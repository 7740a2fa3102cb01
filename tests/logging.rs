//! Tests for the `tracing` events emitted by polyio.
//!
//! - `test_continuation_lifecycle_events`: erase, invoke and
//!   destroy-without-invoke are each reported
//! - `test_cancellation_events`: emission with and without a handler
//! - `test_run_queue_events`: every job run is reported

use std::{
    fmt,
    sync::{Arc, Mutex},
};

use polyio::{
    cancel::{CancellationSignal, CancellationType},
    continuation::ErasedContinuation,
    executor::RunQueue,
    initiate,
};
use tracing::{
    Level,
    field::{Field, Visit},
};
use tracing_subscriber::{Layer, Registry, layer::SubscriberExt};

/// Collects `(level, message)` of every event emitted by polyio.
#[derive(Clone, Default)]
struct Messages(Arc<Mutex<Vec<(Level, String)>>>);

struct MessageVisitor<'a>(&'a mut String);

impl Visit for MessageVisitor<'_> {
    fn record_debug(&mut self, field: &Field, value: &dyn fmt::Debug) {
        if field.name() == "message" {
            *self.0 = format!("{value:?}");
        }
    }
}

impl<S: tracing::Subscriber> Layer<S> for Messages {
    fn on_event(&self, event: &tracing::Event<'_>, _ctx: tracing_subscriber::layer::Context<'_, S>) {
        if !event.metadata().target().starts_with("polyio") {
            return;
        }
        let mut message = String::new();
        event.record(&mut MessageVisitor(&mut message));
        self.0
            .lock()
            .unwrap()
            .push((*event.metadata().level(), message));
    }
}

impl Messages {
    fn capture(f: impl FnOnce()) -> Vec<(Level, String)> {
        let messages = Messages::default();
        let subscriber = Registry::default().with(messages.clone());
        tracing::subscriber::with_default(subscriber, f);
        messages.0.lock().unwrap().clone()
    }
}

fn has(messages: &[(Level, String)], level: Level, text: &str) -> bool {
    messages.iter().any(|(l, m)| *l == level && m == text)
}

#[test]
fn test_continuation_lifecycle_events() {
    let messages = Messages::capture(|| {
        let queue = RunQueue::new();
        let invoked = ErasedContinuation::<()>::new(|| {}, &queue.executor()).unwrap();
        invoked.invoke(());

        let dropped = ErasedContinuation::<()>::new(|| {}, &queue.executor()).unwrap();
        drop(dropped);
    });

    let erased = messages
        .iter()
        .filter(|(_, m)| m == "continuation erased")
        .count();
    assert_eq!(erased, 2);
    assert!(has(&messages, Level::TRACE, "invoking continuation"));
    assert!(has(
        &messages,
        Level::TRACE,
        "continuation destroyed without being invoked"
    ));
}

#[test]
fn test_cancellation_events() {
    let messages = Messages::capture(|| {
        let signal = CancellationSignal::new();
        signal.emit(CancellationType::Total);

        signal.slot().assign(|_| {});
        signal.emit(CancellationType::Terminal);
    });

    assert!(has(
        &messages,
        Level::TRACE,
        "cancellation emitted with no handler"
    ));
    assert!(has(&messages, Level::DEBUG, "cancellation emitted"));
}

#[test]
fn test_run_queue_events() {
    let messages = Messages::capture(|| {
        let queue = RunQueue::new();
        for _ in 0..3 {
            initiate::post(&queue.executor(), || {}).unwrap();
        }
        queue.run();
    });

    let runs = messages.iter().filter(|(_, m)| m == "running job").count();
    assert_eq!(runs, 3);
}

◆ Your instructions: Return a copy of each line of the material that holds the word "reported".

◆ Result of the exercise:
//!   destroy-without-invoke are each reported
//! - `test_run_queue_events`: every job run is reported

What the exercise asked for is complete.